◆ Work to be completed:
Throughout the listing below, show every line in which "kondisi" occurs.

◆ Listed entries:

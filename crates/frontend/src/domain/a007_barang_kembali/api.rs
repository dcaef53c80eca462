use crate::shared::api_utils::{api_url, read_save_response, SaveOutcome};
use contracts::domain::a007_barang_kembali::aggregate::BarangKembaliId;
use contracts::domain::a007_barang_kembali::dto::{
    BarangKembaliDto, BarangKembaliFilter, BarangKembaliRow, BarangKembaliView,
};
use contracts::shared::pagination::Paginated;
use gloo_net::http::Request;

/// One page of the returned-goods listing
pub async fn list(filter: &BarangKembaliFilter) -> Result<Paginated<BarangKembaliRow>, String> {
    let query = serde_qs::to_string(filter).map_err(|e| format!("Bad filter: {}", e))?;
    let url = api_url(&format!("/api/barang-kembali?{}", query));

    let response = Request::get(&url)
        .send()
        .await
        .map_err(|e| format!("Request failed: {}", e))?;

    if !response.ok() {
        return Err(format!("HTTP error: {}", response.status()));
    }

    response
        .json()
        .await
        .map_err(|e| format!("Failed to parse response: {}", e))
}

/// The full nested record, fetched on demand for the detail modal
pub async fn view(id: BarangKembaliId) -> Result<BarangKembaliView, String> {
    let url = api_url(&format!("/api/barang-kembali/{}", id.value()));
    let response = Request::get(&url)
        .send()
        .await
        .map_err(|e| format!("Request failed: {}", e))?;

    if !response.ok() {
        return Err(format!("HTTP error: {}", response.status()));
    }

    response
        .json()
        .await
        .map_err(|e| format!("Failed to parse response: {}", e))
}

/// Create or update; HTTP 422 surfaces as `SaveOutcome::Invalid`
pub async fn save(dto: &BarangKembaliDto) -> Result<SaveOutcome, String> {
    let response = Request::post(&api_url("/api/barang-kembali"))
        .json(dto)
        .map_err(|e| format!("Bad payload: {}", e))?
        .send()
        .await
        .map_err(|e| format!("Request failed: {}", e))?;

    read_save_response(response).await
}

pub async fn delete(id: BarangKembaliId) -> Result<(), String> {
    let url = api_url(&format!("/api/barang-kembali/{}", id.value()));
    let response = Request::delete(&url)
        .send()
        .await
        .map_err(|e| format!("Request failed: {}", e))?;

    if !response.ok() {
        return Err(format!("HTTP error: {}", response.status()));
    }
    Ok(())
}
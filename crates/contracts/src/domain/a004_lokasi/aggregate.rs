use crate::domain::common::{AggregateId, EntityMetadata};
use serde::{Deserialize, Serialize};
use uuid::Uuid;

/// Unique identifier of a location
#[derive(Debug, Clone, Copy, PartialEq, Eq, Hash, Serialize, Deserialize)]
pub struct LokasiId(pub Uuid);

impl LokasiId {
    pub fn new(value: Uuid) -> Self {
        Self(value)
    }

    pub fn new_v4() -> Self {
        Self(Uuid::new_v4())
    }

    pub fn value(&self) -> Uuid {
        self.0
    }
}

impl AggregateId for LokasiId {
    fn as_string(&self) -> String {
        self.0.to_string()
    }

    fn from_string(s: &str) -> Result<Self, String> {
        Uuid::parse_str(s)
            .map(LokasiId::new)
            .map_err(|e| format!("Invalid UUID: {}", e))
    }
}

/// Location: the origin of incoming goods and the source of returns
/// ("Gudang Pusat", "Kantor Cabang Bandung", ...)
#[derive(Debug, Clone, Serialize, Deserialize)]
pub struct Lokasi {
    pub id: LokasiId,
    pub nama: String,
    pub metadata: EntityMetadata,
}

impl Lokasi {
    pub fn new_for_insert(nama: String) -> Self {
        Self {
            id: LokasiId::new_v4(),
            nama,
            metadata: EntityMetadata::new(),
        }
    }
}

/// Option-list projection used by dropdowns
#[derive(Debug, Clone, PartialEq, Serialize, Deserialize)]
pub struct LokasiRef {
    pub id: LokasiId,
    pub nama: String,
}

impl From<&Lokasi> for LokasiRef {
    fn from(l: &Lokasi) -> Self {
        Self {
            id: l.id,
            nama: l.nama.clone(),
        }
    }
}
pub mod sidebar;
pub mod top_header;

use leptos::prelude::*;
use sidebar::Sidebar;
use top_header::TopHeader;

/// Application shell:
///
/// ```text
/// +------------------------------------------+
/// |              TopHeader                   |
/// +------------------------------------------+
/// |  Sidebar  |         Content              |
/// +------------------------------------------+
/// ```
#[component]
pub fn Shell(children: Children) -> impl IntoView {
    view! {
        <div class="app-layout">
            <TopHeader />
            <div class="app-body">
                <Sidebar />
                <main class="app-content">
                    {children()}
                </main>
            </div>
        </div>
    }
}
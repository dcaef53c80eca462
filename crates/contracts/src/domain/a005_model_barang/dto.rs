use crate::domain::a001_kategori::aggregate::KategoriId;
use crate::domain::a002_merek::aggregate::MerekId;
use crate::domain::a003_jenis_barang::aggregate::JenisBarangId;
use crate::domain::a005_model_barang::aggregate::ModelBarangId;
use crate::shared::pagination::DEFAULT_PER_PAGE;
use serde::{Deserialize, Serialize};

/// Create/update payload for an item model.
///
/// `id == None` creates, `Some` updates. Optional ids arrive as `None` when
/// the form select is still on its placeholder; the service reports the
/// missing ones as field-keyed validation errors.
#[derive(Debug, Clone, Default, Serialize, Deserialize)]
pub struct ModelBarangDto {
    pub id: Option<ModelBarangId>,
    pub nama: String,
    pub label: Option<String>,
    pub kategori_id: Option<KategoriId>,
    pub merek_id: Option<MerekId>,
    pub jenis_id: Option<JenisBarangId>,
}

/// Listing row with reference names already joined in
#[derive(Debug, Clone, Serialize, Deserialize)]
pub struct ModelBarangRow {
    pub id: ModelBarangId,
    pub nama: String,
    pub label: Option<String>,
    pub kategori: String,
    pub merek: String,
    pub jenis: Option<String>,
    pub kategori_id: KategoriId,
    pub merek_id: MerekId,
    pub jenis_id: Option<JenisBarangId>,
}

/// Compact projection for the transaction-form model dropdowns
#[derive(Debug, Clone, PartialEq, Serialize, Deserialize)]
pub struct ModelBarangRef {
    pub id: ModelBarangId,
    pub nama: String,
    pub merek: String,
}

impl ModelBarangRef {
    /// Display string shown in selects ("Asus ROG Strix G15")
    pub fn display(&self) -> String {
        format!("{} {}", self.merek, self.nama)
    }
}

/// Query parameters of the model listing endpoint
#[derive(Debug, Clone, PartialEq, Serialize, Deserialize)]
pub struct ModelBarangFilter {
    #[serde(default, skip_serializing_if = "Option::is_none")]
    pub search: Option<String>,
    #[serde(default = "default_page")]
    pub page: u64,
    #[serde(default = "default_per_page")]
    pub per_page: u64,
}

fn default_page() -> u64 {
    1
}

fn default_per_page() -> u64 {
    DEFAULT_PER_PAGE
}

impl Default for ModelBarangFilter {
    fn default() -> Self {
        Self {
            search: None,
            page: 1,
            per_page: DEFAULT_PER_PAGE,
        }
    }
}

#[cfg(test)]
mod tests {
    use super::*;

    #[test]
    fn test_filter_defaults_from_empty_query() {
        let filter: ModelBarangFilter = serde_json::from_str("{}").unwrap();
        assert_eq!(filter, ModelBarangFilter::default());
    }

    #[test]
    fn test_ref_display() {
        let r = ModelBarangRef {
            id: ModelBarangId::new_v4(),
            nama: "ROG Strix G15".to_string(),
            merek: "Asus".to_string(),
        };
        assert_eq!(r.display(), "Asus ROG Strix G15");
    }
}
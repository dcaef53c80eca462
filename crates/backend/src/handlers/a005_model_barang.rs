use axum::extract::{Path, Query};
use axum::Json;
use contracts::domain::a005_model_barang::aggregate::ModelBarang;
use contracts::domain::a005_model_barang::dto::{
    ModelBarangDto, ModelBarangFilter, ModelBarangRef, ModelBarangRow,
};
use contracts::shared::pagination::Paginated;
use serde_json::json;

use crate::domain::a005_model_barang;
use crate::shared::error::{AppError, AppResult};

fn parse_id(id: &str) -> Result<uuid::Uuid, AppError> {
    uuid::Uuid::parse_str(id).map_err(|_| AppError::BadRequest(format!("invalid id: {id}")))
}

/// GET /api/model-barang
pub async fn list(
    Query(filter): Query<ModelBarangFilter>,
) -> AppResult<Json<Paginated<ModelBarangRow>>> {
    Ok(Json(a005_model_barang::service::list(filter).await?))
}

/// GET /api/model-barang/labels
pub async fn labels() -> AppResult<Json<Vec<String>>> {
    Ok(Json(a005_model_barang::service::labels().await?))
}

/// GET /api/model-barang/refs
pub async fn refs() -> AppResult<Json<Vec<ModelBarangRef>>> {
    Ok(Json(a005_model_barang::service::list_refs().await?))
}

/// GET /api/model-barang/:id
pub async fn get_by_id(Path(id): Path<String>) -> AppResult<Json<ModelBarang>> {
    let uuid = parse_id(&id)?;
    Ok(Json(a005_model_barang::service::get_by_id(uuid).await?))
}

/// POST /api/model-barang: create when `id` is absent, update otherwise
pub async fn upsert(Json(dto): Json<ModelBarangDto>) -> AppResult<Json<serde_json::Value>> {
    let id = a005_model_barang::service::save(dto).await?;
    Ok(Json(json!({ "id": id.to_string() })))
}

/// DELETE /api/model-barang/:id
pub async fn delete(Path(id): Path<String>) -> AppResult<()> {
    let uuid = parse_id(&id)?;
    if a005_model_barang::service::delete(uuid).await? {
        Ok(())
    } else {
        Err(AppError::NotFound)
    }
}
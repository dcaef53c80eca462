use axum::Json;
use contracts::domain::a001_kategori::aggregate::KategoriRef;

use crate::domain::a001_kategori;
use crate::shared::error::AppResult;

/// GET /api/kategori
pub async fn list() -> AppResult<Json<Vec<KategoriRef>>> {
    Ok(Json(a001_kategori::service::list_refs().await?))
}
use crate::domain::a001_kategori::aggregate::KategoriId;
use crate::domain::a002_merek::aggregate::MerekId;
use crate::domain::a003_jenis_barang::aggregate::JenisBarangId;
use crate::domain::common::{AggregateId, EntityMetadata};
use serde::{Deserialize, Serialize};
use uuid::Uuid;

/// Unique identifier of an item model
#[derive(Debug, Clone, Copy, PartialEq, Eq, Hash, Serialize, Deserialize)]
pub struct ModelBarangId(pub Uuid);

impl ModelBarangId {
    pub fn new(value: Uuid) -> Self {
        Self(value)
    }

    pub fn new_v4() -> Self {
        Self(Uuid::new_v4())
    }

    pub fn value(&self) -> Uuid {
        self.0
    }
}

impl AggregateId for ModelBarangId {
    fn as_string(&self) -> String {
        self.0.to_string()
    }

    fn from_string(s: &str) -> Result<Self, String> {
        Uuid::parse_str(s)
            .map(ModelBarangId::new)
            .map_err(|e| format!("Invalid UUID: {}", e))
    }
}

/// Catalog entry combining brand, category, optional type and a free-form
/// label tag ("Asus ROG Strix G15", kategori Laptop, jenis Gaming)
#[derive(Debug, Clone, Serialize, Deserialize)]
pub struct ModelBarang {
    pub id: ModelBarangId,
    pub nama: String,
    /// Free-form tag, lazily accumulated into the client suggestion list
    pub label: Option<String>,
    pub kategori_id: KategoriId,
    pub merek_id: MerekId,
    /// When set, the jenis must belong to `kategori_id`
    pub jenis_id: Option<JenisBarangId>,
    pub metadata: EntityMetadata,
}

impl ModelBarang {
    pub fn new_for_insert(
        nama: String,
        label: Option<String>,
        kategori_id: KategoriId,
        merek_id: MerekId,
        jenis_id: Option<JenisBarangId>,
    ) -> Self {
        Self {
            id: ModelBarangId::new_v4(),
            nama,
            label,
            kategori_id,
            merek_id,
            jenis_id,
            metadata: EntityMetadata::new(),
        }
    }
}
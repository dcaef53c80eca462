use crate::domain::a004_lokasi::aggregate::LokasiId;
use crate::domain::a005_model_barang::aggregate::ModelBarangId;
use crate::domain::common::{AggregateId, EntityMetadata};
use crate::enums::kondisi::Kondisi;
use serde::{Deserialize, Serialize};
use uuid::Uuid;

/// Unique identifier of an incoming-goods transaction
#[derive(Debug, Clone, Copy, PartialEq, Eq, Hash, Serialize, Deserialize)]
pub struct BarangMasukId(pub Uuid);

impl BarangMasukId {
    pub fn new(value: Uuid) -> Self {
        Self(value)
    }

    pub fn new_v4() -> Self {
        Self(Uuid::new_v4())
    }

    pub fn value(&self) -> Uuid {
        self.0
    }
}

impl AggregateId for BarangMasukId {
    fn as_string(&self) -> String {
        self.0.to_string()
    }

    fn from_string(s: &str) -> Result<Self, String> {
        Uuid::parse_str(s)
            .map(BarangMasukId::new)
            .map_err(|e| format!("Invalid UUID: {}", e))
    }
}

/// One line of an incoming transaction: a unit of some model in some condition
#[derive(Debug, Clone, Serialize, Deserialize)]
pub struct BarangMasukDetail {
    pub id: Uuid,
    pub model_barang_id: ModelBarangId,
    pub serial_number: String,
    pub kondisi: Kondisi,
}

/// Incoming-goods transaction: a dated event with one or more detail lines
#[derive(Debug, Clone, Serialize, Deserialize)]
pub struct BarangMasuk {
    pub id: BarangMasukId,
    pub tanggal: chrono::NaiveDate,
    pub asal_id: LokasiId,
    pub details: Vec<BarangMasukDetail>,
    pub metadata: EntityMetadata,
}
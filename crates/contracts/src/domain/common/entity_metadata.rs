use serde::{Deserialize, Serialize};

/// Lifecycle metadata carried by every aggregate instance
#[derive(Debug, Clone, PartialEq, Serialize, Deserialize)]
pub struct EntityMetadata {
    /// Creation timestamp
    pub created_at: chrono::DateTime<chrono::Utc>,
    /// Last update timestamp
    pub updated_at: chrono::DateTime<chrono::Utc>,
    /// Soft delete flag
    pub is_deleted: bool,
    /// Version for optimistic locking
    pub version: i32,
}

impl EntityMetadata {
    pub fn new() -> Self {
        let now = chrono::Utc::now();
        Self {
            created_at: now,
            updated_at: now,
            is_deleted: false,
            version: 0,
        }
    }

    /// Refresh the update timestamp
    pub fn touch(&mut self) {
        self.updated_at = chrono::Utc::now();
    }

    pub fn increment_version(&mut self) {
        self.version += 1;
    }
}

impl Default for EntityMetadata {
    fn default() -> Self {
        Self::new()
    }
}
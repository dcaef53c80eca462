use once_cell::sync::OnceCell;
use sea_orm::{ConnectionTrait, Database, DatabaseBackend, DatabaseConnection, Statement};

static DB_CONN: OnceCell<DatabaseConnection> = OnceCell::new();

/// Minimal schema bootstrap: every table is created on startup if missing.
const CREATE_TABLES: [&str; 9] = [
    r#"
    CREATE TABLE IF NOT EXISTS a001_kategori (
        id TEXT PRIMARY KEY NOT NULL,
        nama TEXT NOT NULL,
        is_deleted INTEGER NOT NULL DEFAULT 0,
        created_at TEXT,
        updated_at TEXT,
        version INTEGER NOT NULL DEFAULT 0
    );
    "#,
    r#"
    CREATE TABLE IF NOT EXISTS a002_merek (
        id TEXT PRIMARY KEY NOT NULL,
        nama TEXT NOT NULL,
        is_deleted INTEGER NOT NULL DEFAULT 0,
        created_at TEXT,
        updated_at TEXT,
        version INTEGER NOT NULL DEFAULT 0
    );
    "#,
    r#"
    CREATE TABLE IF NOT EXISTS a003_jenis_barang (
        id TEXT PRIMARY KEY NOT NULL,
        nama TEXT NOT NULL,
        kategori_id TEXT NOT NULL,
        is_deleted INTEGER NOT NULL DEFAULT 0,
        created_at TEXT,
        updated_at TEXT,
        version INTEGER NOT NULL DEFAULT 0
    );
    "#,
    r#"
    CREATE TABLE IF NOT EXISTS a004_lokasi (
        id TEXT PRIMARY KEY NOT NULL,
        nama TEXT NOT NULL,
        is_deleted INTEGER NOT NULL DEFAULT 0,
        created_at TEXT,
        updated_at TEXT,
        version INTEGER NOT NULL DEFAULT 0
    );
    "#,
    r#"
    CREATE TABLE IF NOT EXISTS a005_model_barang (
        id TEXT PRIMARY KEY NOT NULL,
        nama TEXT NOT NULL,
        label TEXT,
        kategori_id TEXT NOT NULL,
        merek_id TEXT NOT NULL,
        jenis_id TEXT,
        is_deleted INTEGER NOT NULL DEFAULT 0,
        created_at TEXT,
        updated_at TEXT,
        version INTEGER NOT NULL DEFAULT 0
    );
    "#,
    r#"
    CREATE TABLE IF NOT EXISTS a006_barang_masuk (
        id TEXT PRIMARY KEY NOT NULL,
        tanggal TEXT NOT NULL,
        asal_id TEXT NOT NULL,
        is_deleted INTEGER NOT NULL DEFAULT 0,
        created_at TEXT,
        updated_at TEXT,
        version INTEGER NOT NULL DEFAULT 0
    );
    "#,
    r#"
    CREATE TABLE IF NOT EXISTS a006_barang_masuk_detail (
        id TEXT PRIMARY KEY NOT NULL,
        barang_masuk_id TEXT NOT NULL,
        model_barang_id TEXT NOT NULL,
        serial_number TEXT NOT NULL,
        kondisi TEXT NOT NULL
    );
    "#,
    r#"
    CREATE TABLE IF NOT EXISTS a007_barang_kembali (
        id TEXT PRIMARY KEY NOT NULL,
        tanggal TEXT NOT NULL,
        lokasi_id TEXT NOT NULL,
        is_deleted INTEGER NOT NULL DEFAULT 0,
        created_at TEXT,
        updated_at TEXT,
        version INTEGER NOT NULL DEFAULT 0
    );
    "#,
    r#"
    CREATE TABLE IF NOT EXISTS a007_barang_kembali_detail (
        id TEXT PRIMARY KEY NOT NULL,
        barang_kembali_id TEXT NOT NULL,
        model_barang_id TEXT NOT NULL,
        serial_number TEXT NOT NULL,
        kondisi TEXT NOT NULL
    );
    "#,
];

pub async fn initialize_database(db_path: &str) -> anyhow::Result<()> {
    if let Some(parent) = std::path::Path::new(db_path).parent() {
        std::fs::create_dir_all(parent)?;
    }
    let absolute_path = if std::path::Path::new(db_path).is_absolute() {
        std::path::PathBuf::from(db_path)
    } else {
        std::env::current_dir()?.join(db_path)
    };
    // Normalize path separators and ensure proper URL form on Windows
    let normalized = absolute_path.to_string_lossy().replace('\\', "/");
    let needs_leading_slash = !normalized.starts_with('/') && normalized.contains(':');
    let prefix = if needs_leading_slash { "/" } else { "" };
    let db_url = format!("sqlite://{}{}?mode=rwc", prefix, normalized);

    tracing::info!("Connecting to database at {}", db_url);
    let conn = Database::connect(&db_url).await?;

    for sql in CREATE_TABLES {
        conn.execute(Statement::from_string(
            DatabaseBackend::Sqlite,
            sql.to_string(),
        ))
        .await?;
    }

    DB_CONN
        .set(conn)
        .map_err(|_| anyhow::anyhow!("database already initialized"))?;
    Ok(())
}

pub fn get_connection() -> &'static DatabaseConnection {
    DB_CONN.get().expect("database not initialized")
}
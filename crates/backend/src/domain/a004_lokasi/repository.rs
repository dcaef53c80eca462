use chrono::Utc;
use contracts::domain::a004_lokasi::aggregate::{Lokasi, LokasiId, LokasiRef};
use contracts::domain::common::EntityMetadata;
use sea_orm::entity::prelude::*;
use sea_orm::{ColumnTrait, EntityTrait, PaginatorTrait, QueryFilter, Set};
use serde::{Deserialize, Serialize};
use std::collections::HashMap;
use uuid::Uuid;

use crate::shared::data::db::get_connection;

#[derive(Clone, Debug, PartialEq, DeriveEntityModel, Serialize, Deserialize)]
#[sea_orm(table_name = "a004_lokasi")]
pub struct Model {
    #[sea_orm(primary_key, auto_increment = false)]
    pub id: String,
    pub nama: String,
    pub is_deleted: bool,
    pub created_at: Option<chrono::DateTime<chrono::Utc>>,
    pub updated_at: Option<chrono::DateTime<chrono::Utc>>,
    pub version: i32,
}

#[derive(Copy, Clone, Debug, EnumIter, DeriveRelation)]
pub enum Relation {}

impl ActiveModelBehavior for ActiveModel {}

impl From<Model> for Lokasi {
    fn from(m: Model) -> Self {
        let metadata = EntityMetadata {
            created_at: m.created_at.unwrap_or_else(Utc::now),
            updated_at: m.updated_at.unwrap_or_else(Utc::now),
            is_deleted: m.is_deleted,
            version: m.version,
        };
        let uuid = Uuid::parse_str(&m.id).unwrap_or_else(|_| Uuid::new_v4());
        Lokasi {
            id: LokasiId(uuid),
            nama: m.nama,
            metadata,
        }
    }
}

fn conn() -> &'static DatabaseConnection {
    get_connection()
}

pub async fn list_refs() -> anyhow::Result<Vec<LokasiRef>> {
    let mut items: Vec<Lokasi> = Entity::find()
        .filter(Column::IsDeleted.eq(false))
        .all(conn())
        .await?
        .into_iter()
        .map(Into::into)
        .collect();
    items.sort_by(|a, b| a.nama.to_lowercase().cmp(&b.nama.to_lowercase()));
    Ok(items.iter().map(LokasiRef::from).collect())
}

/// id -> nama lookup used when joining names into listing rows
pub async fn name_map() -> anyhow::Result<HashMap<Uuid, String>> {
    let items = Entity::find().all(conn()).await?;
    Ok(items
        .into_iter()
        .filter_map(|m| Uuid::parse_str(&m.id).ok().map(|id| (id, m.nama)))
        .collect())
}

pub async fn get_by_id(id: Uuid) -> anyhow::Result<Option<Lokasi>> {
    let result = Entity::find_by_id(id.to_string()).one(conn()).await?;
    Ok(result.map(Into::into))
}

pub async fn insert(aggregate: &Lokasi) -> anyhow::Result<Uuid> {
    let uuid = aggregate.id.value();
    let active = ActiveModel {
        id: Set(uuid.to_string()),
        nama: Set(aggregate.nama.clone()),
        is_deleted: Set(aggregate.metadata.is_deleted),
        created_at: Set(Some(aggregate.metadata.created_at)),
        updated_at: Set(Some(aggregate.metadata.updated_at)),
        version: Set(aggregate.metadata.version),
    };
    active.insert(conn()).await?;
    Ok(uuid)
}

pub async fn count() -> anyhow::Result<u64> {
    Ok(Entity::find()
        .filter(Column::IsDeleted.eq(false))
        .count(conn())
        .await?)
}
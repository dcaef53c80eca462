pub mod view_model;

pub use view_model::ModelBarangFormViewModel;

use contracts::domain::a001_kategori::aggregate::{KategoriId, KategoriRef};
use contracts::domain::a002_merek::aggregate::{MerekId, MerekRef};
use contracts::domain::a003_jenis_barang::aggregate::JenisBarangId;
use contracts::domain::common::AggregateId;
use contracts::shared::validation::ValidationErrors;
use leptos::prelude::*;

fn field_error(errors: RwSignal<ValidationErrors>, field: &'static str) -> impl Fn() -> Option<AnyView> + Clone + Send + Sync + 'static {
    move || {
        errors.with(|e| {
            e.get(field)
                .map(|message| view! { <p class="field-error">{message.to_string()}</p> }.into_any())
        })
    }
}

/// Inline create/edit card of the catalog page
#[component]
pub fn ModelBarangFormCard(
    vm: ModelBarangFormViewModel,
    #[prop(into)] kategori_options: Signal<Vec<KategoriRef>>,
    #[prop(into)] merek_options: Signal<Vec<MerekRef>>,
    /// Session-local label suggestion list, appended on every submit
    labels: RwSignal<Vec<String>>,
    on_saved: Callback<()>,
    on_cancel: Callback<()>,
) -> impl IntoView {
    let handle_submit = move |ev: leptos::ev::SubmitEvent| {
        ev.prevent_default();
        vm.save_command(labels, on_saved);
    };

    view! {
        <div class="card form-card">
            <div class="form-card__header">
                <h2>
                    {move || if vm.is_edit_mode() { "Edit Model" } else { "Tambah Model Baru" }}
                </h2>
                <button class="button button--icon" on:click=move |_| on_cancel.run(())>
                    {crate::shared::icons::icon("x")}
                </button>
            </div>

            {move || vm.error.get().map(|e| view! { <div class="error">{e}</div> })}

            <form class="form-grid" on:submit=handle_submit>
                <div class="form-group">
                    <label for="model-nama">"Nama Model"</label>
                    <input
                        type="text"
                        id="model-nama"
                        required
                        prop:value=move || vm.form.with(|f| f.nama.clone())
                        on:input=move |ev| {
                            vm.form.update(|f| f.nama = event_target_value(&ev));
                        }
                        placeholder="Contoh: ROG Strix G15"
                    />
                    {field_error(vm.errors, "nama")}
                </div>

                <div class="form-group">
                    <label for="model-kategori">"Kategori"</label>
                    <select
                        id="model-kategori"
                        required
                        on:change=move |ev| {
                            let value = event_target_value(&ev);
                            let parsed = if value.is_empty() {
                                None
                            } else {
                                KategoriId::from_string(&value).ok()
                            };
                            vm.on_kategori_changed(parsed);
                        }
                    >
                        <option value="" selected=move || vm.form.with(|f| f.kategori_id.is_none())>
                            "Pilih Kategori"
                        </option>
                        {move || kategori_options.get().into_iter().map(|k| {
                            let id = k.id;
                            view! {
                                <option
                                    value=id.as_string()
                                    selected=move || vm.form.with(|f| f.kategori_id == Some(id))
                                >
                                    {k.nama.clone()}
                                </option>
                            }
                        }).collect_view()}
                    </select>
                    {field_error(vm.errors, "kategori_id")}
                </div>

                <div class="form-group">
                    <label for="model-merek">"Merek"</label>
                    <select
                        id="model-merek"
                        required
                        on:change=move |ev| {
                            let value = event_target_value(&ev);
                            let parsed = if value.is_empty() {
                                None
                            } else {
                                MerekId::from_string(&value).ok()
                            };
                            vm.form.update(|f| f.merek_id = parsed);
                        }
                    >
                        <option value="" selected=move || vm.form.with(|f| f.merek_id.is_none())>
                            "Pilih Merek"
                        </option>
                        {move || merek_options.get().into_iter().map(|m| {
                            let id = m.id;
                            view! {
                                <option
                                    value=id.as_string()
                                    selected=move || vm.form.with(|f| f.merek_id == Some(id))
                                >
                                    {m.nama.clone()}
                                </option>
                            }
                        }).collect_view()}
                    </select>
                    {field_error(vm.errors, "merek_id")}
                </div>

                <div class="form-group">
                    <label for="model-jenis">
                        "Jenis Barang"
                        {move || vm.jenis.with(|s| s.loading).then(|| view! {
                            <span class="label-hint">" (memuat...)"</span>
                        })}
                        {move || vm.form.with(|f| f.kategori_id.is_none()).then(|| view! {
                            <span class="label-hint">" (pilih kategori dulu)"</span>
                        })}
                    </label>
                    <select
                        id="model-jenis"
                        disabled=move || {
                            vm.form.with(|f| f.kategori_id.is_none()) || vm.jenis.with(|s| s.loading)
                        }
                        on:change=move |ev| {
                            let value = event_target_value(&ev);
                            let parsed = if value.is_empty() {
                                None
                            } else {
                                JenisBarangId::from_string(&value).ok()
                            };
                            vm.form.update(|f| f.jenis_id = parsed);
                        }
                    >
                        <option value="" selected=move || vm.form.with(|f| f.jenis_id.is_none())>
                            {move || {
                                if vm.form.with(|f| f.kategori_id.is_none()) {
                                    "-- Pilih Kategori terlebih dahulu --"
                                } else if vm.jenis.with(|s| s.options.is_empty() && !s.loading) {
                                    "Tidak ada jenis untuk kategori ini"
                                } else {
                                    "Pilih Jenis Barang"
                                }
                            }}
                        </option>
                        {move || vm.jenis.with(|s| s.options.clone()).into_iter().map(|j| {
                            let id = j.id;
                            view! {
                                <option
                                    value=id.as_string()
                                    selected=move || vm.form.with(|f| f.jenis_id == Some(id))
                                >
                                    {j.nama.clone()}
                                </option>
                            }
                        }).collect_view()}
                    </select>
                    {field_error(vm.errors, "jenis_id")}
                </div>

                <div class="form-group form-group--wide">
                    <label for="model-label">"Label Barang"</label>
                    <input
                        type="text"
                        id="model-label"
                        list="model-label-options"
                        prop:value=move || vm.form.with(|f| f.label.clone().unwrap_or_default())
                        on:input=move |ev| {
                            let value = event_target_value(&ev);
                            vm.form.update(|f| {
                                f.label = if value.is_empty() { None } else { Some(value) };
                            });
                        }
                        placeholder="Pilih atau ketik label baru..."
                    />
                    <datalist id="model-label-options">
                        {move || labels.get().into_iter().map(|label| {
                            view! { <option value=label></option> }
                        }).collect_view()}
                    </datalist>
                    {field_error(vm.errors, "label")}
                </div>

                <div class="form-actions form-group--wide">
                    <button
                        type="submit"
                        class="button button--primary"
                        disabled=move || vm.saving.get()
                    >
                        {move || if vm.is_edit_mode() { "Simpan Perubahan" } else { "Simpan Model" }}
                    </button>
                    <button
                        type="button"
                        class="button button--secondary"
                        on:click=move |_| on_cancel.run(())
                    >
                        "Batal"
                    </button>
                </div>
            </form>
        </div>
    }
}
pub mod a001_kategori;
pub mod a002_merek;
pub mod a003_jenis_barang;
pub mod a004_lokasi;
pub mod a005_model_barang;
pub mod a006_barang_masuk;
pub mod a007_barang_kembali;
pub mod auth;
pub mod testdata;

◆ Result:
use crate::enums::kondisi::Kondisi;
    pub kondisi: Kondisi,
        kondisi TEXT NOT NULL
        kondisi TEXT NOT NULL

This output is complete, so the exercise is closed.